SAORAIMUNDO.COM: Qual a finalidade da política?

O termo “política” tem origem na Grécia Antiga, em que os gregos se organizavam em cidades-estado (chamadas de “polis”). É derivada – a expressão “polis”- das palavras gregas “politiké” (política em geral) e “politikós” (dos cidadãos), que se estenderam para a palavra em latim “politicus”, até a leitura europeia com o francês “politique” (ciência do governo dos Estados). Política é a atividade de exercer o poder público, de governar ou participar, ocupar-se dos assuntos públicos em geral.
Historicamente, em regra, a política foi vista como uma coisa ruim, pela opinião pública; como uma atividade nociva, corrupta e corruptora; como um ofício indigno para ser exercido por uma pessoa séria e responsável. Isso provocou um descrédito popular, uma imagem negativa da política. O fato, é que existe muita demagogia nisso tudo.

SR –  Como o senhor analisa a cultura política no Brasil?

Não quero aqui ser o dono da verdade. Quero externar a minha constatação e o meu ponto de vista. Serei bem lúcido. A matriz da corrupção está na própria sociedade. A corrupção parte do próprio povo. Não estou sendo radical, e sim verdadeiro. É conhecimento de causa. Muitos não irão concordar comigo. Daí começa a hipocrisia moral, a culpa é sempre dos outros. Mas é a definição realística da cultura política, a verdade nua e crua de quem vive a prática da política.
No Brasil a realidade é uma só. Existem pessoas decentes e honradas, que sabem votar consciente e com pensamento cívico e coletivo. Mas… A maioria é irresponsável e egoísta. Pensa somente em interesses particulares. Além de imediatista, pensa pequeno e em coisas imediatas. Notadamente, em favores e dinheiro. Veja o que disse Luís Fernando Veríssimo: “Brasil: esse estranho país de corruptos sem corruptores”. E Rui Barbosa: “No Brasil existem muitos eleitores corruptos exigindo políticos sérios e honestos”.

SR –  Qual a sua análise sobre o processo de escolha eleitoral?
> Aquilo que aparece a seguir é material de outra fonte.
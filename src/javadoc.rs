//! Class identities harvested from an extracted javadoc archive.

use anyhow::{Context, Result};
use ignore::WalkBuilder;
use std::path::{Component, Path, PathBuf};
use tracing::debug;

use crate::coords::{ArtifactCoordinates, JAVADOC_CLASSIFIER, SOURCES_CLASSIFIER};
use crate::links::find_class_links;
use crate::record::ClassRecord;

/// Class index pages across javadoc generator versions.
pub const CLASS_INDEX_FILES: [&str; 3] = [
    "allclasses-frame.html",
    "allclasses-noframe.html",
    "package-tree.html",
];

pub fn discover_class_index_files(javadoc_root: &Path) -> Result<Vec<PathBuf>> {
    let walker = WalkBuilder::new(javadoc_root)
        .hidden(false)
        .git_ignore(false)
        .git_global(false)
        .git_exclude(false)
        .ignore(false)
        .parents(false)
        .sort_by_file_path(|a, b| a.cmp(b))
        .build();

    let mut found = Vec::new();
    for entry in walker {
        let entry = entry
            .with_context(|| format!("Failed to walk javadoc tree: {}", javadoc_root.display()))?;
        if !entry.file_type().is_some_and(|t| t.is_file()) {
            continue;
        }
        let is_index = entry
            .file_name()
            .to_str()
            .is_some_and(|n| CLASS_INDEX_FILES.contains(&n));
        if is_index {
            found.push(entry.into_path());
        }
    }
    Ok(found)
}

/// Maps a javadoc page path to where the matching `.java` file should sit in
/// the extracted sources archive: the leading `javadoc` directory becomes
/// `sources` and `.html` becomes `.java`.
///
/// Best effort: nothing checks that the file exists until it is viewed.
pub fn javadoc_to_source_path(javadoc_path: &str) -> String {
    let swapped = match javadoc_path.strip_prefix(JAVADOC_CLASSIFIER) {
        Some(rest) if rest.starts_with('/') => format!("{SOURCES_CLASSIFIER}{rest}"),
        _ => javadoc_path.to_string(),
    };
    match swapped.strip_suffix(".html") {
        Some(stem) => format!("{stem}.java"),
        None => swapped,
    }
}

/// `com/example/Widget.html` -> `com.example.Widget`.
pub fn class_name_from_relative(relative: &Path) -> String {
    let parts: Vec<String> = relative
        .components()
        .filter_map(|c| match c {
            Component::Normal(s) => Some(s.to_string_lossy().to_string()),
            _ => None,
        })
        .collect();
    parts.join(".").trim_end_matches(".html").to_string()
}

/// Lexically resolves `.` and `..` without touching the filesystem.
pub fn normalize_path(path: &Path) -> PathBuf {
    let mut out = PathBuf::new();
    for component in path.components() {
        match component {
            Component::CurDir => {}
            Component::ParentDir => {
                if !out.pop() {
                    out.push("..");
                }
            }
            other => out.push(other.as_os_str()),
        }
    }
    out
}

fn to_slash(path: &Path) -> String {
    path.components()
        .filter_map(|c| match c {
            Component::Normal(s) => Some(s.to_string_lossy().to_string()),
            _ => None,
        })
        .collect::<Vec<_>>()
        .join("/")
}

/// Parses one class index page of the artifact extracted at `artifact_root`.
///
/// Links resolving outside the artifact root are dropped.
pub fn parse_class_index_html(
    output_root: &Path,
    artifact_root: &Path,
    coords: &ArtifactCoordinates,
    index_path: &Path,
) -> Result<Vec<ClassRecord>> {
    let html = std::fs::read_to_string(index_path)
        .with_context(|| format!("Failed to read class index: {}", index_path.display()))?;
    let links = find_class_links(&html)?;
    let index_dir = index_path.parent().unwrap_or(artifact_root);
    let artifact_root = normalize_path(artifact_root);
    let output_root = normalize_path(output_root);

    let mut records = Vec::with_capacity(links.len());
    for link in links {
        let page = normalize_path(&index_dir.join(&link.href));
        let Ok(relative) = page.strip_prefix(&artifact_root) else {
            debug!(href = %link.href, "Link leaves the artifact tree");
            continue;
        };
        let name = class_name_from_relative(relative);
        let javadoc_path = match page.strip_prefix(&output_root) {
            Ok(rel) => to_slash(rel),
            Err(_) => page.to_string_lossy().to_string(),
        };
        let source_path = javadoc_to_source_path(&javadoc_path);
        records.push(ClassRecord::from_artifact(coords, name, javadoc_path, source_path));
    }
    Ok(records)
}

/// All class records for one extracted javadoc artifact.
pub fn harvest_artifact_classes(
    output_root: &Path,
    coords: &ArtifactCoordinates,
) -> Result<Vec<ClassRecord>> {
    let artifact_root = output_root.join(coords.output_dir());
    let mut records = Vec::new();
    for index_path in discover_class_index_files(&artifact_root)? {
        debug!(index = %index_path.display(), "Parsing class index file");
        records.extend(parse_class_index_html(
            output_root,
            &artifact_root,
            coords,
            &index_path,
        )?);
    }
    Ok(records)
}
Em regra, ocorre uma visão patrimonialista por parte do povo. E uma democracia monetária. No Brasil quando não é 8, é 80. Saímos de uma ditadura e fomos para um excesso de democracia. Temos, em regra, um sistema cultural moralmente falido. Basta uma análise do comportamento do povo. Muita gente se comporta de tal maneira; mas a culpa sempre é dos outros. De maneira, que os políticos ruins geralmente são os que ganham. Conheço um senhor (não vem ao caso o nome), ganhador de várias eleições, que foi questionado sobre a receita pra ganhar eleição. Ele disse, sem cerimônia: “Enquanto eu tiver dinheiro e existir gente sem vergonha, eu não perco uma eleição”.

Nas escolhas eleitorais ocorre muita inconsciência e inconsequência. E a minoria administra a maioria, pois a minoria sempre é mais organizada. Vejo isso tudo como uma consequência de uma causa central: a má educação cívica de boa parte da sociedade brasileira. A política representa as qualidades e os defeitos da sociedade. Tenho a convicção de que se existe um político que compra o mandato, é porque existe um eleitor disposto a vender o voto; se existe um corrupto é porque existe também um corruptor. A representação é o espelho dos representados. No julgamento de Jesus Cristo por Pilatos, o povo foi consultado: “Jesus ou Barrabás (o bandido)?” O povo escolheu Barrabás para ser absolvido e Jesus Cristo para ser condenado. É a escolha do povo.

SR – Como fica, então, a relação político e eleitor?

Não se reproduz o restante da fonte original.